Family Medicine Riverside Medical Center - Curriculum

Goals and Objectives

As a member of our residency program, you will learn to practice evidence-based, cost-effective, and caring medicine in a very diverse community – an approach indispensable to providing health care in all future medical settings.

Teaching Program

Family Medicine Clinical Experience 
Our Family Medicine Clinic is located within our medical center and allows residents to experience an extensive and diverse pathology during their training. This is a classic outpatient setting providing residents with exposure to acute patient illness, chronic disease management, and a virtual medicine experience.
In addition, we also hold five separate specialty clinics which provide intensive teaching in the areas of Dermatology, Orthopedics, Minor Surgery, Pediatrics, and Joint and Soft Tissue Injections. These concentrated clinics allow residents to learn from many patients with direct instruction/mentorship from our specialist physicians. We have found this model to be enjoyable and fulfilling for all participants. A similar Resident Counseling Clinic is held in the Department of Behavioral Medicine.

After completion of the first two years of training, many residents enhance their knowledge and experience by moonlighting in either the Urgent Care department or the Family Medicine After-Hours Clinic.

Internal Medicine
Internal Medicine training occurs throughout the three-year residency. First and second year residents have three months each year dedicated to inpatient hospital medicine. The third year consists of two months of inpatient medicine during which the resident leads a multidisciplinary team.

Under the supervision of attending general and subspecialty internists, residents will learn from a wide pathology of disease. Residents will gain experience in admitting patients from the Emergency Department, managing, and following these patients in the hospital, and, as necessary, into and out of the ICU. Teaching rounds occur daily and allow residents to obtain specialist physician knowledge, become proficient in the interpretation of results and imaging studies, and adept in formulating plans of care for their patients.

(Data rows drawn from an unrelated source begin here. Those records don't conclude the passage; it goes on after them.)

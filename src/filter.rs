use serde::{Deserialize, Serialize};

use crate::Format;

/// An acceptance filter on 29-bit identifiers with SocketCAN semantics: an
/// identifier matches when `raw & mask == id & mask`.
#[derive(Debug, Clone, Copy, PartialEq, Eq, Serialize, Deserialize)]
pub struct Filter {
    pub id: u32,
    pub mask: u32,
}

const PDU1_PGN_BITS: u32 = 0x3ff_0000;
const PDU2_PGN_BITS: u32 = 0x3ff_ff00;

impl Filter {
    #[inline]
    #[must_use]
    pub const fn new(id: u32, mask: u32) -> Self {
        Self { id, mask }
    }

    /// Matches every frame carrying `pgn`, whatever its priority and source
    /// (and destination, for addressed PGNs).
    #[must_use]
    pub const fn pgn(pgn: u32) -> Self {
        let mask = match Format::from_pgn(pgn) {
            Format::Pdu1 => PDU1_PGN_BITS,
            Format::Pdu2 => PDU2_PGN_BITS,
        };

        Self {
            id: (pgn & 0x3ffff) << 8,
            mask,
        }
    }

    #[inline]
    #[must_use]
    pub fn matches(&self, id: embedded_can::Id) -> bool {
        match id {
            embedded_can::Id::Extended(id) => id.as_raw() & self.mask == self.id & self.mask,
            embedded_can::Id::Standard(_) => false,
        }
    }
}

/// Whether `id` passes `filters`. An empty list accepts everything.
#[must_use]
pub fn accepts(filters: &[Filter], id: embedded_can::Id) -> bool {
    filters.is_empty() || filters.iter().any(|filter| filter.matches(id))
}
//! Inspect and update the drive config parameters

use std::fmt;

use clap::{Args, Subcommand};

use crate::state::{validate_chunk_size, AppState};

#[derive(Args, Debug, Clone)]
#[command(about = "Inspect or update config parameters")]
pub struct Config {
    #[command(subcommand)]
    pub command: ConfigCommand,
}

#[derive(Subcommand, Debug, Clone)]
pub enum ConfigCommand {
    /// Show the current config parameters
    Get,
    /// Update config parameters
    Set {
        /// Update the upload chunk size (power of two >= 256 KiB)
        #[arg(long)]
        chunk_size: Option<u64>,

        /// Update the credential bundle path
        #[arg(long)]
        master_key_file: Option<String>,
    },
}

#[derive(Debug)]
pub struct ConfigOutput {
    master_key_file: Option<String>,
    chunk_size: u64,
}

impl fmt::Display for ConfigOutput {
    fn fmt(&self, f: &mut fmt::Formatter<'_>) -> fmt::Result {
        writeln!(
            f,
            "master_key_file: {}",
            self.master_key_file.as_deref().unwrap_or("(not set)")
        )?;
        write!(f, "chunk_size: {}", self.chunk_size)
    }
}

#[derive(Debug, thiserror::Error)]
pub enum ConfigError {
    #[error("state error: {0}")]
    State(#[from] crate::state::StateError),
}

#[async_trait::async_trait]
impl crate::op::Op for Config {
    type Error = ConfigError;
    type Output = ConfigOutput;

    async fn execute(&self, ctx: &crate::op::OpContext) -> Result<Self::Output, Self::Error> {
        let mut state = AppState::load(ctx.config_path.clone())?;

        if let ConfigCommand::Set {
            chunk_size,
            master_key_file,
        } = &self.command
        {
            if let Some(size) = chunk_size {
                validate_chunk_size(*size)?;
                state.config.chunk_size = *size;
            }
            if let Some(path) = master_key_file {
                state.config.master_key_file = Some(path.clone());
            }
            state.save()?;
        }

        Ok(ConfigOutput {
            master_key_file: state.config.master_key_file,
            chunk_size: state.config.chunk_size,
        })
    }
}
//! Integration tests for loading credential bundles from disk

use std::sync::Arc;

use ::common::bundle::{BundleError, CredentialBundle};
use ::common::pool::AccountPool;
use ::common::testkit::MemoryConnector;

const BUNDLE: &str = r#"{
    "indexStoreKey": "index",
    "serviceAccounts": {
        "index": { "client_email": "index@accounts.test" },
        "sa-01": { "client_email": "sa01@accounts.test", "private_key": "---" },
        "sa-02": { "client_email": "sa02@accounts.test", "private_key": "---" }
    }
}"#;

fn write_bundle(dir: &tempfile::TempDir) -> String {
    let path = dir.path().join("bundle.json");
    std::fs::write(&path, BUNDLE).unwrap();
    path.to_string_lossy().into_owned()
}

#[test]
fn test_load_from_disk() {
    let dir = tempfile::tempdir().unwrap();
    let path = write_bundle(&dir);

    let bundle = CredentialBundle::load(&path).unwrap();
    assert_eq!(bundle.index_store_key(), "index");

    let (index, storage) = bundle.partition().unwrap();
    assert_eq!(index.client_email(), "index@accounts.test");
    assert_eq!(storage.len(), 2);
}

#[test]
fn test_load_unreadable_path() {
    let err = CredentialBundle::load("/nonexistent/bundle.json").unwrap_err();
    assert!(matches!(err, BundleError::Io { .. }));
}

#[test]
fn test_load_with_env_expansion() {
    let dir = tempfile::tempdir().unwrap();
    write_bundle(&dir);

    std::env::set_var("SPANDRIVE_BUNDLE_DIR", dir.path());
    let bundle = CredentialBundle::load("$SPANDRIVE_BUNDLE_DIR/bundle.json").unwrap();
    assert_eq!(bundle.index_store_key(), "index");
}

#[tokio::test]
async fn test_pool_load() -> anyhow::Result<()> {
    let dir = tempfile::tempdir()?;
    let path = write_bundle(&dir);

    let pool = AccountPool::load(&path, Arc::new(MemoryConnector::new()))?;
    assert_eq!(pool.index().name(), "index");
    assert_eq!(pool.storage().len(), 2);
    assert!(pool.identity_by_name("sa-01").is_some());
    Ok(())
}
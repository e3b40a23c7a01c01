pub mod accounts;
pub mod config;
pub mod init;
pub mod version;

pub use accounts::Accounts;
pub use config::Config;
pub use init::Init;
pub use version::Version;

The Riverside County patient population is fast growing and very diverse. This provides residents the opportunity to take care of a multitude of patients of varying social and economic backgrounds. Residents often find the extensive variety of both common and uncommon medical conditions to be very rewarding for their education as physicians and critical in their preparation for their future endeavors.
Residents also gain invaluable experience as leaders of a multidisciplinary team comprised of physicians, nursing staff, case managers, social-workers, and discharge home health planning teams. Attending physicians are always available providing supervision and daily feedback helping residents gain knowledge and confidence.

In addition to the core IM experience, residents also have exposure on other rotations to specialty departments in the fields of Critical Care/Pulmonary Medicine, Cardiology, Nephrology, Neurology, and various others. During these rotations, residents are provided experience to inpatient and outpatient management by the specialty attending physicians.

Pediatrics
Numerous Riverside County families rely on our Pediatrics Department for medical care. Training in Pediatrics occurs in all three years of residency and includes the ambulatory, inpatient, and newborn care center settings. There is also a weekly pediatrics-only half day clinic in the Family Medicine Center.

Two months of the first year are set at Kaiser Permanente Fontana for inpatient pediatrics. This experience provides our residents with a wide and diverse pathology and the bulk of the pediatric hospitalist experience. Second year rotations are based at the Kaiser Permanente Riverside facility, focusing on newborn care, NICU experience, and outpatient clinic. Third year rotations are primarily focused on outpatient care in the pediatrics clinic.

General Surgery
Training in the first year has exposure to both outpatient care and the operating room, often acting as first assistants. Rotations in the second year are focused on inpatient post-operative management, and outpatient minor procedures.

Obstetrics and Gynecology
Obstetrics rotations are set as one month in the first year and one month in the second year of training. Residents will assist with the management of patients admitted through labor, delivery, and post-partum period. The medical center has more than 275 deliveries a month. Obstetrical procedures residents are exposed to include laceration repair, placement of internal and external catheters, interpretation of monitor strips, and assisted-delivery devices.

Gynecology rotations are set as two weeks in the first year and two weeks in the second year. For the first year, the focus is on routine cervical cancer screening, contraception counseling, and women’s health maintenance. For the second year, the focus is on inpatient and post-op management.

There is also a weekly gynecology clinic for second and third years that is focused on procedures, such as endometrial biopsies, Nexplanon placements and removals, and intrauterine device (IUD) placements and removals.

Emergency Medicine
First year residents rotate through the Emergency Department for two weeks, and second year residents rotate through for 3 weeks. The case variety seen in the Emergency Department is broad, with our residents getting experience with acute critical conditions and fast-track urgent care type complaints.

Research Opportunities
Lunch time teaching conferences are held nearly every day of the week, including weekly Resident didactic lectures covering topics from different specialties and Family Medicine, Resident Journal Club, Morning Report, and Board Review. Grand Rounds occur monthly with a wide range of topics arranged by the hospital CME department. Quality Improvement meetings occur quarterly with residents fully participating in the meetings and case discussions.